I want to follow up on that piece by adding another year’s worth of data from the Census Bureau’s Annual Survey of Public Employment and Payroll (ASPEP). The data now extend through March of 2023, and I created a simple graph to show the problem.
The chart below has two lines. The light green line is measuring the total number of employees in K-12 schools. It adds up all full-time and part-time staff to arrive at one total. You can think of this as a headcount—it’s literally just counting each employee as one head, regardless of how many hours they work per week. This is a fast and easy way to measure employment, and it’s also how the BLS reports its monthly jobs numbers.
But there’s another way to measure employment levels called “full-time equivalents,” or FTEs. It’s the red line in the graph below.
It takes longer to calculate FTEs and to collect the data for every school and district in the country, but it’s a more sophisticated count of total employment. To calculate FTEs, you need to know how many full- versus part-time workers there are, and how many hours the part-timers work each week.
As you can see in the chart, these two lines moved pretty much in tandem for most of the early 2000s, but they started to pull apart about a decade ago.
More recently, the two ways of measuring employment told very different stories about school staffing levels in the wake of the pandemic:
Schools lost about 435,000 total employees from March 2020 to March 2021. But, because almost all of these were part-time staff, the change in FTEs was only half that amount.
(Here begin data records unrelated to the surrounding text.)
//! Logging setup for nvmsim
//!
//! Library code only emits events, under two targets:
//!
//! | Target | Level | Events |
//! |--------|-------|--------|
//! | [`TARGET_AM`] | info / debug | index creation, partition touches, LEB reorganizations |
//! | [`TARGET_DISK`] | trace | every device call |
//!
//! The subscribers installed here keep other crates at `warn` and filter the
//! simulator's targets at the requested level. `NVMSIM_LOG` takes precedence
//! over `RUST_LOG`; both replace the defaults entirely.

#[cfg(feature = "logging")]
use tracing_subscriber::{EnvFilter, fmt};

/// Adaptive-merging decisions.
pub const TARGET_AM: &str = "nvmsim::am";
/// Per-call device cost.
pub const TARGET_DISK: &str = "nvmsim::disk";

/// Environment variable read before `RUST_LOG`.
pub const LOG_ENV: &str = "NVMSIM_LOG";

/// Filter directives: `warn` globally, `level` for the simulator targets.
pub fn default_directives(level: &str) -> String {
    format!("warn,{TARGET_AM}={level},{TARGET_DISK}={level}")
}

#[cfg(feature = "logging")]
fn env_filter(level: &str) -> EnvFilter {
    EnvFilter::try_from_env(LOG_ENV)
        .or_else(|_| EnvFilter::try_from_default_env())
        .unwrap_or_else(|_| EnvFilter::new(default_directives(level)))
}

/// Initialize logging at `info`: one line per index built.
///
/// ```rust
/// nvmsim_core::logging::init();
/// ```
#[cfg(feature = "logging")]
pub fn init() {
    init_with_level("info")
}

/// Initialize logging with the simulator targets at `level`.
///
/// `debug` adds touches and reorganizations, `trace` every disk call.
#[cfg(feature = "logging")]
pub fn init_with_level(level: &str) {
    let _ = fmt()
        .with_env_filter(env_filter(level))
        .with_target(true)
        .with_line_number(true)
        .try_init();
}

/// Touches and reorganizations, captured per test. Disk calls stay off.
#[cfg(feature = "logging")]
pub fn init_test() {
    let _ = fmt()
        .with_env_filter(EnvFilter::new(default_directives("debug")))
        .with_target(true)
        .with_test_writer()
        .try_init();
}

// Stub implementations when logging feature is disabled
#[cfg(not(feature = "logging"))]
pub fn init() {}

#[cfg(not(feature = "logging"))]
pub fn init_with_level(_level: &str) {}

#[cfg(not(feature = "logging"))]
pub fn init_test() {}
While the total employee count was still lower in March 2023 than it was in March 2020, the FTE count had fully recovered by 2022 and was hitting all-time highs in 2023.
The headcount employment numbers returned to their pre-pandemic levels late last year, so FTE counts in schools are likely higher now as well.
Personally, I prefer the FTE count as a better measure of total staffing levels, but it’s important to understand what each data point can and cannot tell us, especially because they have diverged in important ways over the last few years.